- _About this exercise_
For each line of the data below that holds "MarkovifyError", copy the line.
#### Material provided ####
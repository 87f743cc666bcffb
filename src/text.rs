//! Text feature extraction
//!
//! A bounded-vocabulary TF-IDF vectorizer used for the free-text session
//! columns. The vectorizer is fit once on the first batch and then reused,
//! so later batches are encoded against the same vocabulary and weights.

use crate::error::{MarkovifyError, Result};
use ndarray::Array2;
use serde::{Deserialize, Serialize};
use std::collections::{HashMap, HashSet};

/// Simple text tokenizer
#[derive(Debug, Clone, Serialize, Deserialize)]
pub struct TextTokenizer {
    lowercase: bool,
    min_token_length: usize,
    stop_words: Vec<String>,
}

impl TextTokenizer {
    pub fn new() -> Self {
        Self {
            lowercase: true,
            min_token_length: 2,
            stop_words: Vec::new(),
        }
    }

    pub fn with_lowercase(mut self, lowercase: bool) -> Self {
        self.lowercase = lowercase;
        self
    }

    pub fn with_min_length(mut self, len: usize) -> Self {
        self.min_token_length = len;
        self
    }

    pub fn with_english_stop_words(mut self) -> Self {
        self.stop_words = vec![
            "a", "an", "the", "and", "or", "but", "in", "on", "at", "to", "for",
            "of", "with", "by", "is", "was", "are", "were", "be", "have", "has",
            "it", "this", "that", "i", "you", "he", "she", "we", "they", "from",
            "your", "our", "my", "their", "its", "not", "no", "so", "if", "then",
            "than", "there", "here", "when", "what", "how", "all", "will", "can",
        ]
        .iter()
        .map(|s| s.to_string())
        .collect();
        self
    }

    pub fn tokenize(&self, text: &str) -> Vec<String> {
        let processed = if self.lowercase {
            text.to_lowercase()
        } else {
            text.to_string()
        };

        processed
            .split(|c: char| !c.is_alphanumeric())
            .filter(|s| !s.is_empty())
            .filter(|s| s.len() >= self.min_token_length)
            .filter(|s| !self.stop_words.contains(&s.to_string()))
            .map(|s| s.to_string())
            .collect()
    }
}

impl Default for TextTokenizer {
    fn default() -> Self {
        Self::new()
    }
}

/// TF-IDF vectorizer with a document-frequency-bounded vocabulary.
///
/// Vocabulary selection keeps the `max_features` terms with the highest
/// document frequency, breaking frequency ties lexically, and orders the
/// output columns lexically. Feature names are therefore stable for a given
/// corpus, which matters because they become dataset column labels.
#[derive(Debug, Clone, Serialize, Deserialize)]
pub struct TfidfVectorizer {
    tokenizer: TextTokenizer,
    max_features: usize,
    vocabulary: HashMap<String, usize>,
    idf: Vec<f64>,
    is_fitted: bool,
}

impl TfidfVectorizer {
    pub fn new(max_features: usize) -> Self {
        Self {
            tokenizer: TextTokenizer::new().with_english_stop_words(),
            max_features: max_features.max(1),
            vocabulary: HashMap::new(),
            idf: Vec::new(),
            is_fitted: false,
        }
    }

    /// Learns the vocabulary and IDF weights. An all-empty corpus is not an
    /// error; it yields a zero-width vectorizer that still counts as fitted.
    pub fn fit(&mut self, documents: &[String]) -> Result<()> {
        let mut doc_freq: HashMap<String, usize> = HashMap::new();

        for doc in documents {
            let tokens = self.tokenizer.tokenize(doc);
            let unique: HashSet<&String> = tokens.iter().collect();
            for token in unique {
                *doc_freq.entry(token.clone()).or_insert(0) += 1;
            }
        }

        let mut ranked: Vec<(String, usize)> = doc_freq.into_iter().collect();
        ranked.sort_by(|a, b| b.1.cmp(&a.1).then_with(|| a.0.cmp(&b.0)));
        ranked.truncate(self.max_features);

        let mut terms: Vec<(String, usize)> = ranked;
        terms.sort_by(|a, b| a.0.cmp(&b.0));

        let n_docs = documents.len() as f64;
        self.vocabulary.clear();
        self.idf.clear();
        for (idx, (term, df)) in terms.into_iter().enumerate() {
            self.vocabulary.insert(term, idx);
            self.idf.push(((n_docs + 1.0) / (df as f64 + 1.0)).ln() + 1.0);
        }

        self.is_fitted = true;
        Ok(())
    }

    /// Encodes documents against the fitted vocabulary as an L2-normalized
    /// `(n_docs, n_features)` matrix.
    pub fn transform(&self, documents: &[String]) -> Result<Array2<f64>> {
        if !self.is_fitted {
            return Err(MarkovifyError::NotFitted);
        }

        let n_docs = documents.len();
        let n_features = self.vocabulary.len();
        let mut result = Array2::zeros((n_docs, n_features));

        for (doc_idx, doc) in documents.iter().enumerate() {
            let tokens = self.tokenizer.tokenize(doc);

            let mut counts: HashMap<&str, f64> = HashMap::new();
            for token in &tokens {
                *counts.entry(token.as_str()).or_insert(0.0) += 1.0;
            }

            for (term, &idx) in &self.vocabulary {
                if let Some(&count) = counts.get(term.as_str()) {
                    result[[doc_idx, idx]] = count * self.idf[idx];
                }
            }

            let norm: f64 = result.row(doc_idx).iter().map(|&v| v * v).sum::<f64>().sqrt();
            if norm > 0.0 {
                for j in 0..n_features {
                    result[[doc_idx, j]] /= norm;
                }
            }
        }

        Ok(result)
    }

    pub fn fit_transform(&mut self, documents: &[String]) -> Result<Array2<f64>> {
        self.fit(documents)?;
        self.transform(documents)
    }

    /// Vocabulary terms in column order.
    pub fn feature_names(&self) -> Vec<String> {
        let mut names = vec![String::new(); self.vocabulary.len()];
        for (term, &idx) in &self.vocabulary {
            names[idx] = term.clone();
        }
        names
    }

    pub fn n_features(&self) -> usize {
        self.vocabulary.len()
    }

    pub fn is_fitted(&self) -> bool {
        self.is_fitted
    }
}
####
- _Task response_
use crate::error::{MarkovifyError, Result};
            return Err(MarkovifyError::NotFitted);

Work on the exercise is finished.